Differentiating between Duchenne muscular dystrophy (DMD) and Becker muscular dystrophy (BMD) in a child presenting with muscle weakness primarily relies on the age of onset, rate of disease progression, and overall severity of symptoms, although both are inherited neuromuscular disorders (Menezes and North, 2012).

• Age of Onset: Duchenne muscular dystrophy typically presents earlier, often between 2 and 3 years of age, whereas Becker muscular dystrophy usually has a later onset, frequently in late childhood or adolescence (Orrell, 2012).
• Disease Progression and Severity: DMD is characterised by a more rapid and severe progression, often leading to loss of ambulation by early teenage years. In contrast, BMD has a slower, more variable course, with individuals often retaining the ability to walk into adulthood (Orrell, 2012; Piga et al., 2019).

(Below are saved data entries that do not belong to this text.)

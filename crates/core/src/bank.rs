use serde::{Deserialize, Serialize};
use std::fmt;
use thiserror::Error;

/// Interchange format a bank delivers its card statements in.
#[derive(Debug, Clone, Copy, PartialEq, Eq, Serialize, Deserialize)]
pub enum StatementFormat {
    /// `<TAG>value</TAG>` interchange blocks (OFX).
    TagBased,
    /// Per-page text extracted from a document, no field delimiters.
    PageText,
}

/// Issuing institutions the pipeline knows about.
///
/// The binding to a [`StatementFormat`] is a fixed table, not discovered at
/// runtime. Nubank and Inter are listed but have no page-text parser yet;
/// requests for them come back as an empty result with a notice.
#[derive(Debug, Clone, Copy, PartialEq, Eq, Hash, Serialize, Deserialize)]
pub enum Bank {
    Sicoob,
    BancoDoBrasil,
    Caixa,
    Itau,
    Bradesco,
    Santander,
    Nubank,
    Inter,
}

#[derive(Error, Debug)]
#[error("unknown bank: '{0}'")]
pub struct UnknownBank(pub String);

impl Bank {
    pub fn all() -> &'static [Bank] {
        &[
            Bank::Sicoob,
            Bank::BancoDoBrasil,
            Bank::Caixa,
            Bank::Itau,
            Bank::Bradesco,
            Bank::Santander,
            Bank::Nubank,
            Bank::Inter,
        ]
    }

    pub fn format(self) -> StatementFormat {
        match self {
            Bank::Sicoob => StatementFormat::TagBased,
            Bank::BancoDoBrasil
            | Bank::Caixa
            | Bank::Itau
            | Bank::Bradesco
            | Bank::Santander
            | Bank::Nubank
            | Bank::Inter => StatementFormat::PageText,
        }
    }

    pub fn label(self) -> &'static str {
        match self {
            Bank::Sicoob => "Sicoob",
            Bank::BancoDoBrasil => "Banco do Brasil",
            Bank::Caixa => "Caixa",
            Bank::Itau => "Itaú",
            Bank::Bradesco => "Bradesco",
            Bank::Santander => "Santander",
            Bank::Nubank => "Nubank",
            Bank::Inter => "Inter",
        }
    }
}

impl fmt::Display for Bank {
    fn fmt(&self, f: &mut fmt::Formatter<'_>) -> fmt::Result {
        f.write_str(self.label())
    }
}

impl std::str::FromStr for Bank {
    type Err = UnknownBank;

    fn from_str(s: &str) -> Result<Self, Self::Err> {
        // Accent-insensitive on the one label that carries one ("Itaú").
        let key: String = s
            .trim()
            .to_lowercase()
            .chars()
            .map(|c| if c == 'ú' { 'u' } else { c })
            .collect();
        match key.as_str() {
            "sicoob" => Ok(Bank::Sicoob),
            "banco do brasil" | "bb" => Ok(Bank::BancoDoBrasil),
            "caixa" => Ok(Bank::Caixa),
            "itau" => Ok(Bank::Itau),
            "bradesco" => Ok(Bank::Bradesco),
            "santander" => Ok(Bank::Santander),
            "nubank" => Ok(Bank::Nubank),
            "inter" | "banco inter" => Ok(Bank::Inter),
            _ => Err(UnknownBank(s.to_string())),
        }
    }
}

#[cfg(test)]
mod tests {
    use super::*;
    use std::str::FromStr;

    #[test]
    fn format_binding_is_static() {
        assert_eq!(Bank::Sicoob.format(), StatementFormat::TagBased);
        for bank in Bank::all() {
            if *bank != Bank::Sicoob {
                assert_eq!(bank.format(), StatementFormat::PageText);
            }
        }
    }

    #[test]
    fn from_str_accepts_human_labels() {
        assert_eq!(Bank::from_str("Banco do Brasil").unwrap(), Bank::BancoDoBrasil);
        assert_eq!(Bank::from_str("ITAÚ").unwrap(), Bank::Itau);
        assert_eq!(Bank::from_str("itau").unwrap(), Bank::Itau);
        assert_eq!(Bank::from_str(" santander ").unwrap(), Bank::Santander);
    }

    #[test]
    fn from_str_rejects_unknown() {
        assert!(Bank::from_str("banco imaginário").is_err());
    }

    #[test]
    fn display_roundtrips_through_from_str() {
        for bank in Bank::all() {
            assert_eq!(Bank::from_str(&bank.to_string()).unwrap(), *bank);
        }
    }
}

• Clinical Manifestations: While both conditions involve progressive muscle weakness, often starting in the proximal muscles, and can present with features such as Gowers' sign and pseudohypertrophy of the calves, these manifestations are typically more pronounced and appear earlier in DMD (Orrell, 2012).
• Cardiac Involvement: Both DMD and BMD can lead to significant cardiac involvement, which is a major cause of morbidity and mortality. However, cardiac complications often present earlier and are generally more severe in DMD (Orrell, 2012; Piga et al., 2019).
• Prognosis and Life Expectancy: The prognosis for DMD is significantly poorer, with a reduced life expectancy often into the 20s. Patients with BMD generally have a longer life expectancy, often reaching middle age or beyond, though this can vary (Orrell, 2012).

For any child presenting with suspected neurological conditions, including progressive muscle weakness, prompt recognition and referral to a specialist are crucial for accurate diagnosis and management ¹.